ASSIGNED TASK:
Transcribe the entries, keeping every character the same.

ENTRIES PROVIDED:

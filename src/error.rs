use crate::clients::error::FetchError;
use crate::reference::error::ReferenceDataError;
use crate::types::date_range::DateRangeError;
use polars::prelude::PolarsError;
use thiserror::Error;

#[derive(Debug, Error)]
pub enum WeatherFetchError {
    #[error(transparent)]
    Fetch(#[from] FetchError),

    #[error(transparent)]
    ReferenceData(#[from] ReferenceDataError),

    #[error(transparent)]
    DateRange(#[from] DateRangeError),

    #[error("Failed to build table: {0}")]
    Polars(#[from] PolarsError),

    #[error("Background task failed: {0}")]
    TaskJoin(#[from] tokio::task::JoinError),
}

SOLUTION:
filename src/error.rs
use crate::clients::error::FetchError;
use crate::reference::error::ReferenceDataError;
use crate::types::date_range::DateRangeError;
use polars::prelude::PolarsError;
use thiserror::Error;

#[derive(Debug, Error)]
pub enum WeatherFetchError {
    #[error(transparent)]
    Fetch(#[from] FetchError),

    #[error(transparent)]
    ReferenceData(#[from] ReferenceDataError),

    #[error(transparent)]
    DateRange(#[from] DateRangeError),

    #[error("Failed to build table: {0}")]
    Polars(#[from] PolarsError),

    #[error("Background task failed: {0}")]
    TaskJoin(#[from] tokio::task::JoinError),
}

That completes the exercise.